Task details => Using the records below, write out again exactly the lines that begin at the line containing "has no length." and end at the line containing "Root::Payload => match message.payload()", and no other lines.

(Saved data entries)

#####

//! Expressions evaluated against messages.
//!
//! An [`Expression`] is decided once, when configuration is built: it is either a literal constant or a dynamic
//! evaluator. The counter only ever calls [`Expression::evaluate`] and never needs to know which kind it holds.
//!
//! Dynamic expressions can come from anything implementing [`Evaluate`], or from the small built-in language parsed by
//! [`Expression::parse`]:
//!
//! - `'text'`, `"text"`, numbers, `true`, `false` and `null` are literals
//! - `payload` is the message payload, and `payload.field`, `payload['field']` and `payload[0]` navigate into it
//! - `headers.name` and `headers['name']` read message headers
//! - `#jsonPath(payload, '$..field')` runs a JSONPath query over the payload document
//! - `#length(...)` is the number of characters in text, elements in an array, or entries in an object

use std::{borrow::Cow, fmt, str::FromStr, sync::Arc};

use serde_json::Value;
use thiserror::Error;

use crate::message::{Message, Payload};

mod parser;
use self::parser::{Ast, Root, Segment};

mod path;
use self::path::JsonPath;

/// Errors that could occur while parsing an expression.
#[derive(Clone, Debug, Error, PartialEq, Eq)]
#[error("invalid expression `{expression}` at offset {offset}: {reason}")]
pub struct ParseError {
    expression: String,
    offset: usize,
    reason: String,
}

impl ParseError {
    pub(crate) fn new(expression: &str, offset: usize, reason: &str) -> Self {
        ParseError { expression: expression.to_owned(), offset, reason: reason.to_owned() }
    }

    /// The byte offset in the expression at which parsing failed.
    pub fn offset(&self) -> usize {
        self.offset
    }

    /// Why parsing failed.
    pub fn reason(&self) -> &str {
        &self.reason
    }
}

/// Errors that could occur while evaluating an expression against a message.
#[derive(Debug, Error)]
pub enum EvaluationError {
    /// The payload had to be read as a JSON document but was not valid JSON.
    #[error("payload is not a valid JSON document: {0}")]
    Decode(#[from] serde_json::Error),

    /// The payload had to be read as text but the bytes were not valid UTF-8.
    #[error("payload bytes are not valid UTF-8")]
    NotUtf8,

    /// An object payload was used where a whole value is required.
    #[error("object payloads only support named property access")]
    OpaqueObject,

    /// A custom evaluator failed.
    #[error("{0}")]
    Custom(Cow<'static, str>),
}

impl EvaluationError {
    /// Creates an error for a custom evaluator failure.
    pub fn custom<M>(message: M) -> Self
    where
        M: Into<Cow<'static, str>>,
    {
        EvaluationError::Custom(message.into())
    }
}

/// Evaluates against a message to produce a value.
///
/// The resulting value may be a scalar, an array, or `null`.
pub trait Evaluate: fmt::Debug + Send + Sync {
    /// Evaluates against the given message.
    ///
    /// # Errors
    ///
    /// If the message cannot be evaluated, an error describing why is returned.
    fn evaluate(&self, message: &Message) -> Result<Value, EvaluationError>;
}

/// An expression evaluated against each message.
#[derive(Clone, Debug)]
pub enum Expression {
    /// A constant value.
    Literal(Value),

    /// A value computed from the message.
    Dynamic(Arc<dyn Evaluate>),
}

impl Expression {
    /// Creates a literal expression.
    pub fn literal<V>(value: V) -> Self
    where
        V: Into<Value>,
    {
        Expression::Literal(value.into())
    }

    /// Creates a dynamic expression from the given evaluator.
    pub fn dynamic<E>(evaluator: E) -> Self
    where
        E: Evaluate + 'static,
    {
        Expression::Dynamic(Arc::new(evaluator))
    }

    /// Parses an expression in the built-in expression language.
    ///
    /// Constant expressions become [`Expression::Literal`], everything else becomes [`Expression::Dynamic`].
    ///
    /// # Errors
    ///
    /// If the expression is not valid, an error describing where and why is returned.
    pub fn parse(expression: &str) -> Result<Self, ParseError> {
        Ok(match parser::parse(expression)? {
            Ast::Literal(value) => Expression::Literal(value),
            ast => Expression::dynamic(Compiled { source: expression.trim().to_owned(), ast }),
        })
    }

    /// Evaluates the expression against the given message.
    ///
    /// # Errors
    ///
    /// Literal expressions never fail. Dynamic expressions fail if the message cannot be evaluated.
    pub fn evaluate(&self, message: &Message) -> Result<Value, EvaluationError> {
        match self {
            Expression::Literal(value) => Ok(value.clone()),
            Expression::Dynamic(evaluator) => evaluator.evaluate(message),
        }
    }
}

impl FromStr for Expression {
    type Err = ParseError;

    fn from_str(s: &str) -> Result<Self, Self::Err> {
        Expression::parse(s)
    }
}

/// An expression compiled from the built-in expression language.
struct Compiled {
    source: String,
    ast: Ast,
}

impl fmt::Debug for Compiled {
    fn fmt(&self, f: &mut fmt::Formatter<'_>) -> fmt::Result {
        f.debug_tuple("Compiled").field(&self.source).finish()
    }
}

impl Evaluate for Compiled {
    fn evaluate(&self, message: &Message) -> Result<Value, EvaluationError> {
        eval(&self.ast, message)
    }
}

fn eval(ast: &Ast, message: &Message) -> Result<Value, EvaluationError> {
    match ast {
        Ast::Literal(value) => Ok(value.clone()),
        Ast::Access { root, segments } => access(message, *root, segments),
        Ast::JsonPath { root, path } => json_path(message, *root, path),
        Ast::Length(inner) => Ok(length(&eval(inner, message)?)),
    }
}

// Characters in text, elements in arrays, entries in objects. Anything else has no length.
fn length(value: &Value) -> Value {
    let length = match value {
        Value::String(text) => text.chars().count(),
        Value::Array(items) => items.len(),
        Value::Object(fields) => fields.len(),
        _ => return Value::Null,
    };
    Value::from(length)
}

fn access(message: &Message, root: Root, segments: &[Segment]) -> Result<Value, EvaluationError> {
    let (first, rest) = match segments.split_first() {
        Some((first, rest)) => (first, rest),
        None => return whole(message, root),
    };

    let start = match (root, message.payload(), first) {
        (Root::Payload, Payload::Object(object), Segment::Field(name)) => {
            object.property(name).unwrap_or(Value::Null)
        }
        (Root::Payload, Payload::Object(_), Segment::Index(_)) => Value::Null,
        (Root::Payload, Payload::Bytes(_) | Payload::Json(_), segment) => {
            message.document()?.map_or(Value::Null, |document| navigate(document, segment))
        }
        (Root::Headers, _, Segment::Field(name)) => message.header(name).cloned().unwrap_or(Value::Null),
        (Root::Headers, _, Segment::Index(_)) => Value::Null,
        (Root::Payload, _, segment) => navigate(&whole(message, root)?, segment),
    };

    Ok(rest.iter().fold(start, |value, segment| navigate(&value, segment)))
}

fn navigate(value: &Value, segment: &Segment) -> Value {
    let next = match segment {
        Segment::Field(name) => value.as_object().and_then(|fields| fields.get(name)),
        Segment::Index(index) => value.as_array().and_then(|items| items.get(*index)),
    };
    next.cloned().unwrap_or(Value::Null)
}

// The root as a single value, without any navigation.
fn whole(message: &Message, root: Root) -> Result<Value, EvaluationError> {
    match root {
        Root::Headers => Ok(Value::Object(
            message.headers().iter().map(|(k, v)| (k.clone(), v.clone())).collect(),
        )),
        Root::Payload => match message.payload() {
            Payload::Text(text) => Ok(Value::String(text.clone())),
            Payload::Bytes(bytes) => std::str::from_utf8(bytes)
                .map(|text| Value::String(text.to_owned()))
                .map_err(|_| EvaluationError::NotUtf8),
            Payload::Json(value) => Ok(value.clone()),
            Payload::Object(_) => Err(EvaluationError::OpaqueObject),
        },
    }
}

// JSONPath queries always work on a document: text and bytes payloads are decoded first.
fn json_path(message: &Message, root: Root, path: &JsonPath) -> Result<Value, EvaluationError> {
    match root {
        Root::Payload => match message.document()? {
            Some(document) => Ok(path.query(document)),
            None => Err(EvaluationError::OpaqueObject),
        },
        Root::Headers => Ok(path.query(&whole(message, root)?)),
    }
}
use std::collections::BTreeMap;

use indexmap::IndexMap;
use metrics::Label;
use tracing::debug;

use crate::extract::has_text;

/// A set of tags attached to a single increment.
///
/// Tags are kept ordered by key, so two sets holding the same pairs always turn into the same metric key regardless of
/// the order the tags were added in. Adding a tag whose key is already present replaces its value.
#[derive(Clone, Debug, Default, PartialEq, Eq)]
pub(crate) struct TagSet(BTreeMap<String, String>);

impl TagSet {
    /// Builds a tag set from fixed key/value pairs, dropping any pair with a blank key or value.
    pub fn fixed<'a, I>(pairs: I) -> Self
    where
        I: IntoIterator<Item = (&'a String, &'a String)>,
    {
        TagSet(
            pairs
                .into_iter()
                .filter(|(key, value)| has_text(key) && has_text(value))
                .map(|(key, value)| (key.clone(), value.clone()))
                .collect(),
        )
    }

    pub fn insert<K, V>(&mut self, key: K, value: V)
    where
        K: Into<String>,
        V: Into<String>,
    {
        self.0.insert(key.into(), value.into());
    }

    #[cfg(test)]
    pub fn get(&self, key: &str) -> Option<&str> {
        self.0.get(key).map(String::as_str)
    }

    #[cfg(test)]
    pub fn len(&self) -> usize {
        self.0.len()
    }

    pub fn to_labels(&self) -> Vec<Label> {
        self.0.iter().map(|(key, value)| Label::new(key.clone(), value.clone())).collect()
    }
}

/// Tag values produced by a single message, grouped by tag name.
///
/// Groups only exist for names that produced at least one value.
#[derive(Debug, Default)]
pub(crate) struct TagGroups {
    groups: IndexMap<String, Vec<String>>,
}

impl TagGroups {
    /// Appends values to the group for the given name.
    pub fn extend<K>(&mut self, name: K, values: Vec<String>)
    where
        K: Into<String>,
    {
        if values.is_empty() {
            return;
        }
        self.groups.entry(name.into()).or_default().extend(values);
    }

    /// Merges another set of groups into this one.
    ///
    /// A group in `other` replaces any group of the same name already present.
    pub fn merge(&mut self, other: TagGroups) {
        for (name, values) in other.groups {
            self.groups.insert(name, values);
        }
    }

    #[cfg(test)]
    pub fn is_empty(&self) -> bool {
        self.groups.is_empty()
    }

    /// The length of the longest group.
    pub fn width(&self) -> usize {
        self.groups.values().map(Vec::len).max().unwrap_or(0)
    }

    /// Expands the groups into one tag set per index, on top of the given fixed tags.
    ///
    /// The tag set at index `i` holds the `i`-th value of every group. A group with no value at that index contributes
    /// an empty value, and any tag set containing a blank key or value is dropped entirely, so only indexes where every
    /// group had a real value survive.
    pub fn fan_out(&self, fixed: &TagSet) -> Vec<TagSet> {
        (0..self.width())
            .filter_map(|index| {
                let mut tags = fixed.clone();
                for (name, values) in &self.groups {
                    let value = values.get(index).map_or("", String::as_str);
                    if !has_text(name) || !has_text(value) {
                        debug!(tag = name.as_str(), index, "Dropping increment with blank tag.");
                        return None;
                    }
                    tags.insert(name.as_str(), value);
                }
                Some(tags)
            })
            .collect()
    }
}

#####

Answer to the problem =>
// Characters in text, elements in arrays, entries in objects. Anything else has no length.
fn length(value: &Value) -> Value {
    let length = match value {
        Value::String(text) => text.chars().count(),
        Value::Array(items) => items.len(),
        Value::Object(fields) => fields.len(),
        _ => return Value::Null,
    };
    Value::from(length)
}

fn access(message: &Message, root: Root, segments: &[Segment]) -> Result<Value, EvaluationError> {
    let (first, rest) = match segments.split_first() {
        Some((first, rest)) => (first, rest),
        None => return whole(message, root),
    };

    let start = match (root, message.payload(), first) {
        (Root::Payload, Payload::Object(object), Segment::Field(name)) => {
            object.property(name).unwrap_or(Value::Null)
        }
        (Root::Payload, Payload::Object(_), Segment::Index(_)) => Value::Null,
        (Root::Payload, Payload::Bytes(_) | Payload::Json(_), segment) => {
            message.document()?.map_or(Value::Null, |document| navigate(document, segment))
        }
        (Root::Headers, _, Segment::Field(name)) => message.header(name).cloned().unwrap_or(Value::Null),
        (Root::Headers, _, Segment::Index(_)) => Value::Null,
        (Root::Payload, _, segment) => navigate(&whole(message, root)?, segment),
    };

    Ok(rest.iter().fold(start, |value, segment| navigate(&value, segment)))
}

fn navigate(value: &Value, segment: &Segment) -> Value {
    let next = match segment {
        Segment::Field(name) => value.as_object().and_then(|fields| fields.get(name)),
        Segment::Index(index) => value.as_array().and_then(|items| items.get(*index)),
    };
    next.cloned().unwrap_or(Value::Null)
}

// The root as a single value, without any navigation.
fn whole(message: &Message, root: Root) -> Result<Value, EvaluationError> {
    match root {
        Root::Headers => Ok(Value::Object(
            message.headers().iter().map(|(k, v)| (k.clone(), v.clone())).collect(),
        )),
        Root::Payload => match message.payload() {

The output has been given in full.